Their meat is considered "salad bar beef" because they feast on all the variety of fresh forages that our farm has to offer.
Our broiler chickens are cared for in a brooder for two weeks until they develop some feathers. Then they are moved outside to 12' x 10' pens. This gives them access to the pastures while protecting them from natural predators.
The pens are moved daily to allow the broilers to eat grass, bugs, flies, and other insects, in addition to the Non-GMO grain we provide. And once again, the daily movement of the pens to new ground gives them new feed, while leaving a perfectly fertilized area behind.
This system of raising chickens through daily moves to fresh grass is referred to as "pastured poultry". The resulting meat is markedly different from even the so called "free range" chickens that you find in the grocery store, both in nutrition and flavor. You can bet your life that no one was ever moving those chickens daily to fresh turf. In all likelihood, their feet never touched grass.
Once the pigs reach one hundred pounds and are introduced to electric fencing, they stay outdoors in paddocks. The pigs are rotated about every ten days to fresh paddocks, not to return to the same site for an entire year.

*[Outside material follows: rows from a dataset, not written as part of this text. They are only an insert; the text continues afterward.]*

//! Application trait and lifecycle management

use crate::config::ConfigError;
use crate::input::Touch;
use crate::scene::Viewport;
use thiserror::Error;

/// Application lifecycle trait
///
/// Implement this trait to drive a game with [`Engine::run`](crate::Engine::run).
/// Touch callbacks are delivered between frames, never during one.
pub trait Application {
    /// Set up the scene
    ///
    /// Called once before the first frame with the screen size.
    fn on_enter(&mut self, viewport: Viewport) -> Result<(), AppError>;

    /// Advance the game by one frame
    ///
    /// # Arguments
    /// * `delta_time` - Time since last frame in seconds
    fn on_frame(&mut self, delta_time: f32) -> Result<(), AppError>;

    /// Fingers went down
    fn on_touch_begin(&mut self, _touches: &[Touch]) -> Result<(), AppError> {
        Ok(())
    }

    /// Fingers moved
    fn on_touch_move(&mut self, _touches: &[Touch]) -> Result<(), AppError> {
        Ok(())
    }

    /// Whether the engine should stop running frames
    fn is_finished(&self) -> bool {
        false
    }
}

/// Application-level errors
#[derive(Error, Debug)]
pub enum AppError {
    /// Custom application error
    #[error("Application error: {0}")]
    Custom(String),

    /// Asset loading error
    #[error("Asset error: {0}")]
    Asset(String),

    /// Configuration error
    #[error("Config error: {0}")]
    Config(#[from] ConfigError),

    /// Game logic error
    #[error("Game logic error: {0}")]
    GameLogic(#[source] Box<dyn std::error::Error + Send + Sync + 'static>),
}
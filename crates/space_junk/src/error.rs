//! Game errors

use arcade_engine::assets::AssetError;
use arcade_engine::audio::AudioError;
use arcade_engine::config::ConfigError;
use arcade_engine::scene::SceneError;
use arcade_engine::AppError;
use thiserror::Error;

/// Errors raised by the game session
#[derive(Error, Debug)]
pub enum GameError {
    /// A required entity is gone
    #[error("Entity not found: {0}")]
    EntityNotFound(&'static str),

    /// A required asset is missing at startup
    #[error("Asset load failed: {0}")]
    AssetLoadFailed(#[from] AssetError),

    /// Configuration could not be used
    #[error("Config error: {0}")]
    Config(#[from] ConfigError),

    /// Audio backend failure
    #[error("Audio error: {0}")]
    Audio(#[from] AudioError),

    /// Scene presentation failure
    #[error("Scene error: {0}")]
    Scene(#[from] SceneError),
}

impl From<GameError> for AppError {
    fn from(error: GameError) -> Self {
        match error {
            GameError::Config(inner) => Self::Config(inner),
            GameError::AssetLoadFailed(inner) => Self::Asset(inner.to_string()),
            other => Self::GameLogic(Box::new(other)),
        }
    }
}
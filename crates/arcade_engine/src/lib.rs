//! # Arcade Engine
//!
//! A small headless 2D engine for single-screen arcade games.
//!
//! ## Features
//!
//! - **Entity Table**: Generational handles over a slot map
//! - **Actions**: Timed move/rotate/remove actions with sequencing and repetition
//! - **Physics**: Impulse-driven rigid bodies with category/collision/contact bitmasks
//! - **Host Collaborators**: Audio, scene presentation and asset lookup behind traits
//! - **Headless Loop**: Fixed-step driver that feeds scripted touch input
//!
//! ## Quick Start
//!
//! ```rust,no_run
//! use arcade_engine::prelude::*;
//!
//! struct MyGame;
//!
//! impl Application for MyGame {
//!     fn on_enter(&mut self, _viewport: Viewport) -> Result<(), AppError> {
//!         Ok(())
//!     }
//!
//!     fn on_frame(&mut self, _delta_time: f32) -> Result<(), AppError> {
//!         Ok(())
//!     }
//! }
//!
//! fn main() -> Result<(), Box<dyn std::error::Error>> {
//!     let config = EngineConfig::default();
//!     let mut game = MyGame;
//!     Engine::run(config, &mut game, InputScript::new())?;
//!     Ok(())
//! }
//! ```

#![warn(missing_docs)]
#![warn(clippy::all, clippy::pedantic, clippy::nursery)]
#![allow(clippy::module_name_repetitions, clippy::similar_names, clippy::too_many_arguments)]

pub mod foundation;
pub mod config;
pub mod ecs;
pub mod actions;
pub mod physics;
pub mod events;
pub mod input;
pub mod audio;
pub mod scene;
pub mod assets;

mod application;
mod engine;

pub use application::{Application, AppError};
pub use engine::{Engine, EngineConfig, EngineError, EngineReport};

/// Common imports for engine users
pub mod prelude {
    pub use crate::{
        Application, AppError,
        Engine, EngineConfig, EngineError, EngineReport,
        foundation::{
            math::{Vec2, Rect, Transform2D},
            time::{FrameClock, RepeatingTimer},
        },
        ecs::{World, Entity, Spatial},
        actions::{Action, ActionRunner, Directive, Timing},
        physics::{
            PhysicsWorld, RigidBody, BodyKind, BodyShape, CollisionLayers, Contact, ContactEvent,
        },
        events::EventQueue,
        input::{Touch, InputEvent, InputScript},
        audio::{AudioBackend, AudioError, LogAudio, SoundHandle},
        scene::{LogPresenter, ScenePresenter, SceneError, ScaleMode, Viewport, Presentation},
        assets::{AssetCatalog, AssetError, AssetKind},
        config::{Config, ConfigError},
    };
}
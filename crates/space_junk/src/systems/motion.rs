//! Debris motion policies
//!
//! A policy decides how freshly spawned debris moves, what happens when its
//! scripted removal fires, and how debris is stopped on game over.

use crate::components::{EntityKind, Node};
use crate::config::{GameplayConfig, MotionModel};
use crate::stage::Stage;
use arcade_engine::prelude::*;
use std::f32::consts::TAU;

/// Motion rule attached to a debris entity at spawn
#[derive(Debug, Clone, Copy, PartialEq)]
pub struct MotionDescriptor {
    /// Seconds for one scripted fall
    pub duration: f32,
    /// Offset covered by one scripted fall
    pub fall: Vec2,
    /// Rotation over one scripted fall, radians
    pub rotation: f32,
    /// Linear impulse for the impulse model
    pub impulse: Vec2,
    /// Angular impulse for the impulse model
    pub angular_impulse: f32,
}

impl MotionDescriptor {
    /// Draw a descriptor for the current screen
    pub fn sample(stage: &mut Stage, gameplay: &GameplayConfig) -> Self {
        let duration = stage.sample(gameplay.fall_duration_min, gameplay.fall_duration_max);
        let dy = stage.sample(gameplay.impulse_dy_min, gameplay.impulse_dy_max);

        Self {
            duration,
            fall: Vec2::new(0.0, -(stage.viewport.height + gameplay.fall_overshoot)),
            rotation: TAU,
            impulse: Vec2::new(0.0, dy),
            angular_impulse: gameplay.angular_impulse,
        }
    }

    /// Fall and spin in parallel, then remove; repeated forever
    pub fn fall_action(&self) -> Action {
        Action::repeat_forever(Action::sequence(vec![
            Action::group(vec![
                Action::move_by(self.fall, self.duration),
                Action::rotate_by(self.rotation, self.duration),
            ]),
            Action::remove(),
        ]))
    }
}

/// What a policy did after a step
#[derive(Debug, Clone, Copy, Default, PartialEq, Eq)]
pub struct MotionReport {
    /// Debris respawned at the top
    pub recycled: usize,
    /// Debris destroyed below the screen
    pub reaped: usize,
}

/// Pluggable debris motion
pub trait MotionPolicy {
    /// Short name for logging
    fn name(&self) -> &'static str;

    /// Insert freshly spawned debris and set it moving
    fn attach(&self, stage: &mut Stage, node: Node) -> Entity;

    /// Handle debris removed by its actions this step and do per-step cleanup
    fn after_step(&mut self, stage: &mut Stage, removed: Vec<Node>) -> MotionReport;

    /// Stop all debris in place
    fn halt(&self, stage: &mut Stage) {
        for entity in stage.handles_of(EntityKind::Debris) {
            if let Some(node) = stage.world.get_mut(entity) {
                node.actions.remove_all();
            }
            if let Some(body) = stage.physics.body_mut(entity) {
                body.halt();
            }
        }
        log::debug!("Halted debris ({})", self.name());
    }
}

/// Build the policy for a motion model
pub fn policy_for(gameplay: &GameplayConfig) -> Box<dyn MotionPolicy> {
    match gameplay.motion {
        MotionModel::Scripted => Box::new(ScriptedMotion),
        MotionModel::Impulse => Box::new(ImpulseMotion::new(gameplay)),
    }
}

/// Repeating fall-and-spin actions
///
/// When the fall's removal fires, the entity is replaced by a fresh one at a
/// random top position with the same sprite and descriptor, so production
/// never stops and nothing is left below the screen.
#[derive(Debug, Clone, Copy, Default)]
pub struct ScriptedMotion;

impl MotionPolicy for ScriptedMotion {
    fn name(&self) -> &'static str {
        "scripted"
    }

    fn attach(&self, stage: &mut Stage, mut node: Node) -> Entity {
        if let Some(descriptor) = node.motion {
            node.actions.run(&descriptor.fall_action());
        }

        if stage.contact_bodies {
            let body = RigidBody::kinematic(BodyShape::circle_for_size(node.size));
            stage.spawn_with_body(node, body)
        } else {
            stage.spawn_node(node)
        }
    }

    fn after_step(&mut self, stage: &mut Stage, removed: Vec<Node>) -> MotionReport {
        let mut report = MotionReport::default();
        for node in removed {
            let Some(descriptor) = node.motion.filter(|_| node.is(EntityKind::Debris)) else {
                continue;
            };
            let position = stage.random_top_position();
            let fresh = Node::new(EntityKind::Debris, node.sprite, position, node.size)
                .with_motion(descriptor);
            let entity = self.attach(stage, fresh);
            log::trace!("Recycled debris as {} at x={:.1}", entity.id(), position.x);
            report.recycled += 1;
        }
        report
    }
}

/// One impulse at spawn, then free flight
///
/// Debris whose frame has dropped more than `reap_margin` below the screen
/// is destroyed.
#[derive(Debug, Clone, Copy)]
pub struct ImpulseMotion {
    mass: f32,
    inertia: f32,
    reap_margin: f32,
}

impl ImpulseMotion {
    /// Create the policy from gameplay settings
    pub fn new(gameplay: &GameplayConfig) -> Self {
        Self {
            mass: gameplay.debris_mass,
            inertia: gameplay.debris_inertia,
            reap_margin: gameplay.reap_margin,
        }
    }
}

impl MotionPolicy for ImpulseMotion {
    fn name(&self) -> &'static str {
        "impulse"
    }

    fn attach(&self, stage: &mut Stage, node: Node) -> Entity {
        let mut body = RigidBody::dynamic(BodyShape::circle_for_size(node.size))
            .with_gravity(false)
            .with_mass(self.mass, self.inertia);
        if let Some(descriptor) = node.motion {
            body.apply_impulse(descriptor.impulse);
            body.apply_angular_impulse(descriptor.angular_impulse);
        }
        stage.spawn_with_body(node, body)
    }

    fn after_step(&mut self, stage: &mut Stage, _removed: Vec<Node>) -> MotionReport {
        let floor = -self.reap_margin;
        let below = stage
            .world
            .handles_where(|node| node.is(EntityKind::Debris) && node.frame().max.y < floor);

        for &entity in &below {
            stage.despawn(entity);
        }

        MotionReport {
            recycled: 0,
            reaped: below.len(),
        }
    }
}

#[cfg(test)]
mod tests {
    use super::*;
    use crate::systems::animation;
    use approx::assert_relative_eq;

    fn stage() -> Stage {
        Stage::new(Viewport::new(800.0, 800.0), Some(11))
    }

    fn fixed_fall(stage: &mut Stage, duration: f32) -> MotionDescriptor {
        let gameplay = GameplayConfig {
            fall_duration_min: duration,
            fall_duration_max: duration,
            ..GameplayConfig::default()
        };
        MotionDescriptor::sample(stage, &gameplay)
    }

    #[test]
    fn test_descriptor_ranges() {
        let mut stage = stage();
        let gameplay = GameplayConfig::default();
        for _ in 0..100 {
            let descriptor = MotionDescriptor::sample(&mut stage, &gameplay);
            assert!((2.0..5.0).contains(&descriptor.duration));
            assert!((-150.0..=-100.0).contains(&descriptor.impulse.y));
            assert_relative_eq!(descriptor.fall.y, -850.0);
            assert_relative_eq!(descriptor.rotation, TAU);
        }
    }

    #[test]
    fn test_scripted_debris_is_recycled_at_the_top() {
        let mut stage = stage();
        let mut policy = ScriptedMotion;
        let descriptor = fixed_fall(&mut stage, 3.0);
        let size = Vec2::new(43.0, 43.0);
        let node = Node::new(EntityKind::Debris, "meteorGrey_med1", Vec2::new(400.0, 800.0), size)
            .with_motion(descriptor);
        let first = policy.attach(&mut stage, node);

        let mut report = MotionReport::default();
        let mut last_y = 800.0;
        for _ in 0..6 {
            if let Some(node) = stage.world.get(first) {
                last_y = node.position().y;
            }
            let removed = animation::run_actions(&mut stage, 0.5);
            if let Some(node) = removed.first() {
                last_y = node.position().y;
            }
            report = policy.after_step(&mut stage, removed);
        }

        assert_relative_eq!(last_y, -50.0, epsilon = 1e-2);
        assert_eq!(report.recycled, 1);
        assert!(!stage.world.contains(first));

        let survivors = stage.handles_of(EntityKind::Debris);
        assert_eq!(survivors.len(), 1);
        let fresh = stage.world.get(survivors[0]).unwrap();
        assert_relative_eq!(fresh.position().y, 800.0);
        assert_eq!(fresh.motion, Some(descriptor));
        assert!(!fresh.actions.is_empty());
    }

    #[test]
    fn test_impulse_debris_is_reaped_below_screen() {
        let mut stage = stage();
        let mut policy = ImpulseMotion::new(&GameplayConfig::default());
        let descriptor = MotionDescriptor::sample(&mut stage, &GameplayConfig::default());
        let size = Vec2::new(45.0, 52.0);
        let node = Node::new(EntityKind::Debris, "wingRed_2", Vec2::new(100.0, 10.0), size)
            .with_motion(descriptor);
        let entity = policy.attach(&mut stage, node);

        let speed = stage.physics.body(entity).unwrap().velocity.y;
        assert!((-150.0..=-100.0).contains(&speed));

        let mut reaped = 0;
        for _ in 0..240 {
            stage.physics.step(1.0 / 60.0, &mut stage.world, &mut stage.contacts);
            reaped += policy.after_step(&mut stage, Vec::new()).reaped;
        }

        assert_eq!(reaped, 1);
        assert!(!stage.world.contains(entity));
        assert!(stage.physics.body(entity).is_none());
    }

    #[test]
    fn test_halt_stops_both_models() {
        let mut stage = stage();
        let descriptor = MotionDescriptor::sample(&mut stage, &GameplayConfig::default());
        let size = Vec2::new(10.0, 10.0);
        let rock = |sprite: &str, x: f32| {
            Node::new(EntityKind::Debris, sprite, Vec2::new(x, 800.0), size).with_motion(descriptor)
        };
        let scripted = ScriptedMotion.attach(&mut stage, rock("a", 10.0));
        let impulse = ImpulseMotion::new(&GameplayConfig::default());
        let flying = impulse.attach(&mut stage, rock("b", 500.0));

        ScriptedMotion.halt(&mut stage);

        assert!(stage.world.get(scripted).unwrap().actions.is_empty());
        assert_eq!(stage.physics.body(flying).unwrap().velocity, Vec2::zeros());
    }
}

These pigs are kept in doors until one hundred pounds because Black Bear predation is a very real problem in these Steuben County hills. Usually at one hundred pounds they can out maneuver the slower Black Bear. They eat Non-GMO feed, roots, whole corn, and whatever else they may rut up. Pigs are intelligent creatures and are not meant to be confined to cement floors and buildings. They have a terrific tool, their snubby noses, that they love to rut with. They grow quickly and live a great life, doing what pigs love to do.
Much of my inspiration is from Polyface Farm located in Swoope, VA. I apply many of Joel Salatins' ideas to my own farming techniques. If you want to further your understanding of Sugar Haven Farms philosophy, please youtube some of Joel's lectures. Joel is a dynamic speaker and you will find his thoughts both entertaining and refreshing.
Here I am with Alan Nation (owner of Stockman Grass Farmer), Sherry Salatin, and Joel Salatin.
We were at a Pastured Pork 3 day workshop. What a great time!